コンサルタントの定義

筆者の職業はコンサルタントである。ただ、一般のコンサルタントとは少し種別が異なり、その対象は企業だけにとどまらない。つまり ビジネス以外の相談も多く、その内容も、ここへ列挙できないほど多岐にわたるわけだ。

元々、欧米では複数の企業でキャリアを積んだ後、独立して顧問業を営む人たちをコンサルタントと呼んでいた。しかし、日本では『会計士や労務士、IT産業のシステムエンジニアなど、ある種の専門職および何らかのパッケージングを駆使してビジネス構築に関わる方たち全般』をこう呼ぶようである。

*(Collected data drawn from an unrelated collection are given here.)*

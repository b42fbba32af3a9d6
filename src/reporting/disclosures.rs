//! Financial statement disclosures

use crate::core::{LeaseSchedule, round_cents};
use chrono::{Datelike, Months, NaiveDate};
use serde::{Deserialize, Serialize};

/// Amounts for one financial year
#[derive(Debug, Clone, Default, PartialEq, Serialize, Deserialize)]
pub struct YearMetrics {
    pub depreciation: f64,
    pub interest: f64,
    pub principal_payments: f64,
    /// Principal falling due within a year of the reference date
    pub liability_current: f64,
    /// Principal falling due more than a year after the reference date
    pub liability_noncurrent: f64,
    /// ROU balance at the year's last schedule row
    pub rou_balance: f64,
}

/// Current and prior year amounts
#[derive(Debug, Clone, PartialEq, Serialize, Deserialize)]
pub struct LeaseMetrics {
    pub current_year: YearMetrics,
    pub prior_year: YearMetrics,
}

fn year_metrics(schedule: &LeaseSchedule, year: i32, reference: NaiveDate) -> YearMetrics {
    let mut metrics = YearMetrics::default();
    for row in schedule.rows_in_year(year) {
        metrics.depreciation += row.depreciation;
        metrics.interest += row.interest;
        metrics.principal_payments += row.principal;
        metrics.rou_balance = row.rou_balance;
    }

    let one_year_later = reference
        .checked_add_months(Months::new(12))
        .unwrap_or(NaiveDate::MAX);
    for row in schedule.rows() {
        if row.date > reference && row.date <= one_year_later {
            metrics.liability_current += row.principal;
        } else if row.date > one_year_later {
            metrics.liability_noncurrent += row.principal;
        }
    }

    YearMetrics {
        depreciation: round_cents(metrics.depreciation),
        interest: round_cents(metrics.interest),
        principal_payments: round_cents(metrics.principal_payments),
        liability_current: round_cents(metrics.liability_current),
        liability_noncurrent: round_cents(metrics.liability_noncurrent),
        rou_balance: metrics.rou_balance,
    }
}

/// Aggregate the schedule for the reporting year and the year before it.
///
/// Income statement amounts are calendar-year sums. The current / non-current
/// split of the liability is measured from the reporting date (and from the
/// same date a year earlier for the prior year).
pub fn calculate_lease_metrics(schedule: &LeaseSchedule, reporting_date: NaiveDate) -> LeaseMetrics {
    let prior_reference = reporting_date
        .checked_sub_months(Months::new(12))
        .unwrap_or(NaiveDate::MIN);

    LeaseMetrics {
        current_year: year_metrics(schedule, reporting_date.year(), reporting_date),
        prior_year: year_metrics(schedule, reporting_date.year() - 1, prior_reference),
    }
}

/// A statement with one column per reported year
#[derive(Debug, Clone, PartialEq, Serialize, Deserialize)]
pub struct StatementTable {
    pub title: String,
    /// Year headers, current year first
    pub years: Vec<i32>,
    /// Line description and one amount per year
    pub lines: Vec<(String, Vec<f64>)>,
}

/// Statement of financial position and statement of comprehensive income
#[derive(Debug, Clone, PartialEq, Serialize, Deserialize)]
pub struct Disclosures {
    pub reporting_date: NaiveDate,
    pub metrics: LeaseMetrics,
    pub financial_position: StatementTable,
    pub comprehensive_income: StatementTable,
}

impl Disclosures {
    /// Build disclosures; the prior-year column only appears when the
    /// schedule has rows in that year.
    pub fn build(schedule: &LeaseSchedule, reporting_date: NaiveDate) -> Self {
        let metrics = calculate_lease_metrics(schedule, reporting_date);
        let year = reporting_date.year();
        let with_prior = schedule.has_year(year - 1);

        let mut years = vec![year];
        let mut columns = vec![&metrics.current_year];
        if with_prior {
            years.push(year - 1);
            columns.push(&metrics.prior_year);
        }

        let line = |label: &str, pick: fn(&YearMetrics) -> f64| {
            (label.to_string(), columns.iter().map(|m| pick(*m)).collect::<Vec<_>>())
        };

        let financial_position = StatementTable {
            title: "Statement of Financial Position".to_string(),
            years: years.clone(),
            lines: vec![
                line("Right-of-use assets", |m| m.rou_balance),
                line("Lease liabilities - current", |m| m.liability_current),
                line("Lease liabilities - non-current", |m| m.liability_noncurrent),
            ],
        };
        let comprehensive_income = StatementTable {
            title: "Statement of Comprehensive Income".to_string(),
            years,
            lines: vec![
                line("Depreciation expense", |m| m.depreciation),
                line("Interest expense", |m| m.interest),
            ],
        };

        Self {
            reporting_date,
            metrics,
            financial_position,
            comprehensive_income,
        }
    }
}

もちろん、どんな業種・業態であろうと、優秀とされるコンサルタントには卓越した 【インファレンス(inference)能力・・・「ここまでは正しいと言えそうだ」と推論する能力】が求められるのは言うまでもない。よって こういった趣旨からも、コンサルタントにはそれ相応の経験則が必須であり、必然的に複数キァリアを経てる必要が出てくる。

ビジネスなんて人生の一部にすぎない。インファレンス能力が そのままコンサルタントの実力へ直結するならば、ビジネス以外のものにも造詣が深く、何でも出来て当たり前なのだ。

自身がコンサルタントという職を選んだのは、これが究極の総合職と感じたからである。ならば一時だって、ひとつの事象やキャリア・企業・顧客へ固執してる暇なんてないはずだ。次から次へと変化しながら、あらゆる経験を重ねてゆかねばインファレンス能力が磨かれることもない。むしろ帰納推論は 結局、演繹の幅に比例する』これが相互作用をこえた 弁証哲学の本質にもなってくるだろう。